Take animals for example. From what we have seen on animal shows, the zoo, or wild animals, they don’t court each other with conversation. They court each other by the sense of touch. By rubbing, touching, holding, and hugging, they create physical attraction, which we call foreplay. We humans are not that different from animals. After all, we are animals. Most of us get too caught up in conversation though, and we forget about the touch barrier. You need to break it as soon as possible.

Studies have shown that handholding and face touching express intimacy, which can lead to building rapport. Touch (also known as Kino, short for kinesthetic) is crucial for it can also build trust amongst two people. For example, handshaking expresses receptivity and trust. Touching increases desire between two people, especially when used with the combination of eye contact. It can increase someone’s romantic perspective of you. So any opportunity when you are walking through a crowd with a person you desire who is holding your hand and leading you, you should not let go until they initiate it because subconsciously it is making that person more comfortable with you.

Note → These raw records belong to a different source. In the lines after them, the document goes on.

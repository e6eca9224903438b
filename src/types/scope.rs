use str_newtype::StrNewType;

use super::is_nqchar;

/// A single access scope token (borrowed).
///
/// Scope tokens are the individual components of a [`Scope`] value,
/// separated by spaces. Spotify scope tokens are lowercase hyphenated names
/// such as `user-read-private`, but any token matching the RFC 6749 grammar
/// is accepted.
///
/// See: <https://datatracker.ietf.org/doc/html/rfc6749#section-3.3>
///
/// # Grammar
///
/// ```abnf
/// scope-token = 1*NQCHAR
/// ```
#[derive(PartialEq, Eq, PartialOrd, Ord, Hash, StrNewType)]
#[newtype(
	serde,
	owned(ScopeTokenBuf, derive(PartialEq, Eq, PartialOrd, Ord, Hash))
)]
pub struct ScopeToken(str);

impl ScopeToken {
	/// Validates that the given string is a well-formed scope token.
	pub const fn validate_str(s: &str) -> bool {
		Self::validate_bytes(s.as_bytes())
	}

	/// Validates that the given byte slice is a well-formed scope token.
	pub const fn validate_bytes(bytes: &[u8]) -> bool {
		let mut i = 0;

		while i < bytes.len() {
			if !is_nqchar(bytes[i]) {
				return false;
			}

			i += 1;
		}

		i > 0
	}
}

/// An access scope value (borrowed).
///
/// A scope is a space-separated list of [`ScopeToken`]s naming the
/// permissions requested for an access token, sent with the authorization
/// request and echoed (possibly narrowed) in the token response.
///
/// See: <https://datatracker.ietf.org/doc/html/rfc6749#section-3.3>
///
/// # Grammar
///
/// ```abnf
/// scope       = scope-token *( SP scope-token )
/// scope-token = 1*NQCHAR
/// ```
#[derive(PartialEq, Eq, PartialOrd, Ord, Hash, StrNewType)]
#[newtype(serde, owned(ScopeBuf, derive(PartialEq, Eq, PartialOrd, Ord, Hash)))]
pub struct Scope(str);

impl Scope {
	/// Validates that the given string is a well-formed scope.
	pub const fn validate_str(s: &str) -> bool {
		Self::validate_bytes(s.as_bytes())
	}

	/// Validates that the given byte slice is a well-formed scope.
	pub const fn validate_bytes(bytes: &[u8]) -> bool {
		let mut i = 0;

		let mut expect_token = true;
		while expect_token {
			expect_token = false;
			let mut scope_token_empty = true;

			while i < bytes.len() {
				match bytes[i] {
					c if is_nqchar(c) => {
						scope_token_empty = false;
						i += 1;
					}
					b' ' => {
						expect_token = true;
						i += 1;
						break;
					}
					_ => return false,
				}
			}

			if scope_token_empty {
				return false;
			}
		}

		true
	}

	/// Returns `true` if this scope contains the given token.
	pub fn contains(&self, token: &ScopeToken) -> bool {
		self.iter().any(|t| t == token)
	}

	/// Returns an iterator over the individual scope tokens.
	pub fn iter(&self) -> ScopeIter<'_> {
		ScopeIter(self.0.split(' '))
	}
}

impl<'a> IntoIterator for &'a Scope {
	type IntoIter = ScopeIter<'a>;
	type Item = &'a ScopeToken;

	fn into_iter(self) -> Self::IntoIter {
		self.iter()
	}
}

#[macro_export]
macro_rules! scope {
	($value:literal) => {{
		match $crate::Scope::new($value) {
			Ok(value) => value,
			Err(_) => panic!("invalid scope"),
		}
	}};
}

/// Iterator over the individual [`ScopeToken`]s in a [`Scope`].
pub struct ScopeIter<'a>(std::str::Split<'a, char>);

impl<'a> Iterator for ScopeIter<'a> {
	type Item = &'a ScopeToken;

	fn next(&mut self) -> Option<Self::Item> {
		self.0
			.next()
			.map(|t| unsafe { ScopeToken::new_unchecked(t) })
	}
}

When meeting someone new or trying to create a spark you never had with someone you already know, the main thing to be concerned with is touching while not making them feel uncomfortable. When greeting someone, give him or her a hug. When at dinner, be sure to sit beside them and have your bodies touch with your legs, foot, or even shoulders. When someone says something funny, give him or her a high five or pat on the back. If it is someone of the opposite sex, give them a gentle high five and hold it there then let your fingers slide off each other slowly. When you are speaking to someone and trying to grab their attention, try to touch their hand to initiate contact between them. If you are guiding someone, put your hand on his or her lower back and guide him or her through the crowd with you. If you’re trying to cause a spark between someone you already know, it may be a little easier than you think. Mostly because it won’t be nearly as awkward as if you just met someone and you keep touching them. With someone you know, you have the ability to touch him or her without the other person making a big deal out of it because that person has known you for a while. Find any opportunity to touch them from a hug, to a handhold to move them to another direction or introduce them to someone, to even a laugh and slight touch behind the elbows. My favorite spot is behind the elbow- right above where the elbow and triceps meet – it’s crucial. It is a somewhat sensitive spot, and it doesn’t imply anything sexual, It actually doesn’t imply anything at all, but it is doing something very important: breaking the touch barrier.

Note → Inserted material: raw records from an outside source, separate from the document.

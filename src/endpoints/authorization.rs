//! Authorization endpoint redirect building and callback parsing.
use iref::{Uri, UriBuf};
use serde::{Deserialize, Serialize};
use serde_with::skip_serializing_none;

use crate::{
	ClientId, CodeBuf, Scope,
	endpoints::AUTHORIZATION_URI,
	error::AuthError,
	pkce::PkceCodeChallengeAndMethod,
	util::extend_uri_query,
};

/// The `response_type` parameter of an authorization request.
#[derive(Debug, Clone, Copy, PartialEq, Eq, PartialOrd, Ord, Hash, Serialize, Deserialize)]
#[serde(rename_all = "snake_case")]
pub enum ResponseType {
	/// Request an authorization code.
	Code,
}

/// An authorization request, serialized into the query string of the
/// redirect URL.
///
/// The user agent navigates to the resulting URL; the calling context is
/// abandoned and control resumes only when the accounts service redirects
/// back to `redirect_uri` with either a `code` or an `error` parameter.
#[derive(Debug, Clone, PartialEq, Eq, Serialize)]
pub struct AuthorizationRequest<'a> {
	pub client_id: &'a ClientId,
	pub response_type: ResponseType,
	pub redirect_uri: &'a Uri,
	pub scope: &'a Scope,

	#[serde(flatten)]
	pub pkce: &'a PkceCodeChallengeAndMethod,
}

impl AuthorizationRequest<'_> {
	/// Builds the full redirect URL for this request.
	pub fn to_uri(&self) -> UriBuf {
		let mut uri = AUTHORIZATION_URI.to_owned();
		extend_uri_query(&mut uri, self);
		uri
	}
}

/// Query parameters delivered to the redirect callback.
///
/// Exactly one of `code` and `error` is present on a conforming redirect.
#[skip_serializing_none]
#[derive(Debug, Clone, PartialEq, Eq, Serialize, Deserialize)]
pub struct CallbackParams {
	pub code: Option<CodeBuf>,
	pub error: Option<AuthorizationErrorCode>,
	pub error_description: Option<String>,
}

impl CallbackParams {
	/// Parses callback parameters from the raw query string of the redirect
	/// URL.
	pub fn from_query(query: &str) -> Result<Self, AuthError> {
		serde_html_form::from_str(query).map_err(AuthError::malformed)
	}
}

/// Error codes delivered through the `error` callback parameter.
///
/// See: <https://datatracker.ietf.org/doc/html/rfc6749#section-4.1.2.1>
#[derive(Debug, Clone, Copy, PartialEq, Eq, PartialOrd, Ord, Hash, Serialize, Deserialize)]
#[serde(rename_all = "snake_case")]
pub enum AuthorizationErrorCode {
	/// The request is missing a required parameter, includes an invalid
	/// parameter value, includes a parameter more than once, or is otherwise
	/// malformed.
	InvalidRequest,

	/// The client is not authorized to request an authorization code using
	/// this method.
	UnauthorizedClient,

	/// The resource owner or authorization server denied the request.
	AccessDenied,

	/// The authorization server does not support obtaining an authorization
	/// code using this method.
	UnsupportedResponseType,

	/// The requested scope is invalid, unknown, or malformed.
	InvalidScope,

	/// The authorization server encountered an unexpected condition that
	/// prevented it from fulfilling the request.
	ServerError,

	/// The authorization server is currently unable to handle the request
	/// due to a temporary overloading or maintenance of the server.
	TemporarilyUnavailable,
}

impl AuthorizationErrorCode {
	/// Returns the wire representation of this error code.
	pub fn as_str(&self) -> &'static str {
		match self {
			Self::InvalidRequest => "invalid_request",
			Self::UnauthorizedClient => "unauthorized_client",
			Self::AccessDenied => "access_denied",
			Self::UnsupportedResponseType => "unsupported_response_type",
			Self::InvalidScope => "invalid_scope",
			Self::ServerError => "server_error",
			Self::TemporarilyUnavailable => "temporarily_unavailable",
		}
	}
}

The power of touch is underestimated for it can be very influential. For example when dealing with a family member or lover if you are asking them to do something for you, maybe make you a sandwich or take out the trash, if you ask them in a soft voice and break the touch barrier, like a soft touch to the upper arm, they are more likely to respond in your favor. Even when asking them a question where they would usually respond “I don’t care whatever you want” like asking them where they want to eat. If you do it by breaking the touch barrier they are more likely to give you an answer to your question.

Touching can lead to many things from attraction to persuasion. Studies have shown that touching has led to bigger tips. Store greeters who touch customers who walk into the store actually influences the customers into staying longer, and even people responding to a request of yours will respond positively. Touching can be very influential to someone but you’re not always in a position where you can break the touch barrier. When you are dealing with someone in a position of power like a boss or an officer of the law it’s not always that easy to break the touch barrier but if you can you are increasing your chances of getting that day off or getting off that ticket for speeding!

 

 

The following is a 4-step process on touching:

 

1. Start with social touching- [1]intro and outro are most important so make sure to capitalize on it because you only have that opportunity once every visit. A slight touch to the hand when speaking about something that involves emotion, like a sad story or a happy moment, will go a long way. Also, you can give a touch on the shoulder to grab their attention or to introduce them to someone else.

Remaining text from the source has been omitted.